The only intentional comedy (of the non-derisive kind at least) that
actually works, comes in the form of the cook character played by the quite
competent Charles Becker, but unfortunately he couldn’t save the film on his
own, even if they made him the main character. Most of it is actually deadly
dull, I’m afraid (i.e. The actors, aside from Becker, are playing it straight),
and it’s really only the ‘one-of-a-kind’ quality that will rope anyone in to
watch it. None of these actors have the right voices for a western, let alone
the right anything else, either! The lead villain (played by ‘Little Billy’
Rhodes) looked like an old woman, if you ask me, and the saloon singer (Krebs)

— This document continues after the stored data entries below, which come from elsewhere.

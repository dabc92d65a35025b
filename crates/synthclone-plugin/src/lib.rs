//! Plugin host for synthclone.
//!
//! A plugin is a stable, dotted identifier plus a root
//! [`Participant`](synthclone_session::Participant). The [`PluginManager`]
//! validates the identifier, registers the root participant with the session
//! and removes it again on unload, which cascades to everything the plugin
//! created.
//!
//! Two plugins ship with the host:
//!
//! - **zonegenerator**: fills the session with zones over a note range, with
//!   velocity, aftertouch and channel pressure layers.
//! - **trimmer**: an effect that trims silence from the start and end of a
//!   sample.
//!
//! # Example
//!
//! ```ignore
//! use synthclone_plugin::{HostConfig, PluginManager, builtin_plugins};
//!
//! let mut manager = PluginManager::new(session.clone(), HostConfig::load()?);
//! for plugin in builtin_plugins() {
//!     manager.register_plugin(plugin)?;
//! }
//! ```

pub mod builtin;
mod config;
mod runtime;
mod types;

pub use builtin::builtin_plugins;
pub use config::HostConfig;
pub use runtime::{LoadedPlugin, Plugin, PluginManager};
pub use types::{PluginError, PluginMetadata, PluginResult};
use std::cmp::Ordering;
use std::sync::Arc;

use synthclone_core::{
    HandleAllocator, ParticipantId, PropertyVisibility, Sample, SampleRate, SessionConfig,
    SessionDocument, SessionError, SessionState, Zone, ZoneComparer, ZoneField, ZoneId,
    ZoneRecord, ZoneValue,
};

#[test]
fn test_participant_id_grammar() {
    let accepted = ["a.b-c", "a.b--c", "com.example.synthclone.plugins.test"];
    let rejected = ["a.", ".a.b", "a..b", "a.-b", "-"];

    for id in accepted {
        assert!(ParticipantId::parse(id).is_ok(), "{id} should parse");
    }
    for id in rejected {
        let err = ParticipantId::parse(id).unwrap_err();
        assert!(matches!(err, SessionError::InvalidParticipantId { .. }));
        assert!(err.is_validation());
    }
}

#[test]
fn test_handles_are_never_reused() {
    let alloc = HandleAllocator::new();
    let ids: Vec<ZoneId> = (0..5).map(|_| alloc.allocate()).collect();
    let mut sorted = ids.clone();
    sorted.dedup();
    assert_eq!(ids, sorted);
    assert_eq!(ids.len(), 5);
}

#[test]
fn test_session_state_display() {
    assert_eq!(SessionState::LoadedDirty.to_string(), "modified");
    assert!(SessionState::LoadedClean.is_loaded());
    assert!(!SessionState::Saving.is_loaded());
}

#[test]
fn test_zone_record_with_samples_round_trip() {
    let dir = tempfile::tempdir().unwrap();
    let rate = SampleRate::new(44100).unwrap();
    let sample = Sample::new(rate, 1, vec![0.5; 32]).unwrap();

    let mut zone = Zone::default();
    zone.apply(ZoneValue::Control(1, Some(64))).unwrap();
    zone.apply(ZoneValue::DrySample(Some(Arc::new(sample.clone()))))
        .unwrap();

    let mut doc = SessionDocument::new(Some(rate), 1);
    doc.write(dir.path()).unwrap();
    let dry = synthclone_core::SampleRecord::write(dir.path(), "0-dry.f32", &sample).unwrap();
    doc.zones.push(ZoneRecord {
        zone: zone.clone(),
        selected: true,
        dry_sample: Some(dry),
        wet_sample: None,
    });
    doc.write(dir.path()).unwrap();

    let loaded = SessionDocument::read(dir.path()).unwrap();
    let record = &loaded.zones[0];
    assert!(record.selected);
    assert_eq!(record.zone.control(1), Some(64));
    assert!(record.zone.dry_sample.is_none());
    let restored = record.dry_sample.as_ref().unwrap().read(dir.path()).unwrap();
    assert_eq!(restored, sample);
}

#[test]
fn test_config_rate_validation() {
    let config = SessionConfig::new("/tmp/session");
    assert_eq!(config.rate().unwrap().map(SampleRate::hz), Some(44100));
}

#[test]
fn test_visibility_and_sorting_by_field() {
    let vis = PropertyVisibility::default();
    assert!(vis.is_visible(ZoneField::Velocity));

    let mut zones = vec![
        Zone {
            velocity: 100,
            ..Zone::default()
        },
        Zone {
            velocity: 20,
            ..Zone::default()
        },
    ];
    zones.sort_by(|a, b| ZoneField::Velocity.compare(a, b));
    assert_eq!(zones[0].velocity, 20);
    assert_eq!(
        ZoneField::Velocity.compare(&zones[1], &zones[0]),
        Ordering::Greater
    );
}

looks and sounds eerily like a child beauty pageant contestant, making it all
seem kinda ‘wrong’ (Not to mention she seems to be badly dubbed). The absolute
worst decision made here was to make the film a musical (my least favourite
film genre), because; a) No one here has a tolerable speaking voice, let alone
singing voice, b) The sound quality is abysmal, though perhaps due to age, and
c) It pads the running time. The film runs just over an hour, but it feels like
90 minutes at least. I can watch “Plan 9 From Outer Space” forever and
not get bored with the unintentional hilarity, but in this film, the novelty
wears off, certainly by the second viewing. The script is really just a
stock-standard boring C-grade western story that merely happens to feature a
bunch of little people in it. In some ways I suppose the cast and crew did the
best they could, given I’m not sure how many genuinely trained actors there
were among the little people community in the 30s, let alone how physically
demanding the film would’ve been on them.
Tiny or not, this is a terrible film that I wholeheartedly recommend you
view at least once. That said, I first knew of this film from an extended
trailer on a VHS copy of “Plan 9 From Outer Space”. The trailer is
terrific, and perhaps the best way to experience the film, as the full film
wears out its welcome before an hour is up. The screenplay by Fred Myton (“Counterfeiters”)
is apparently based on a stage show, but I bet it was more of a side-show.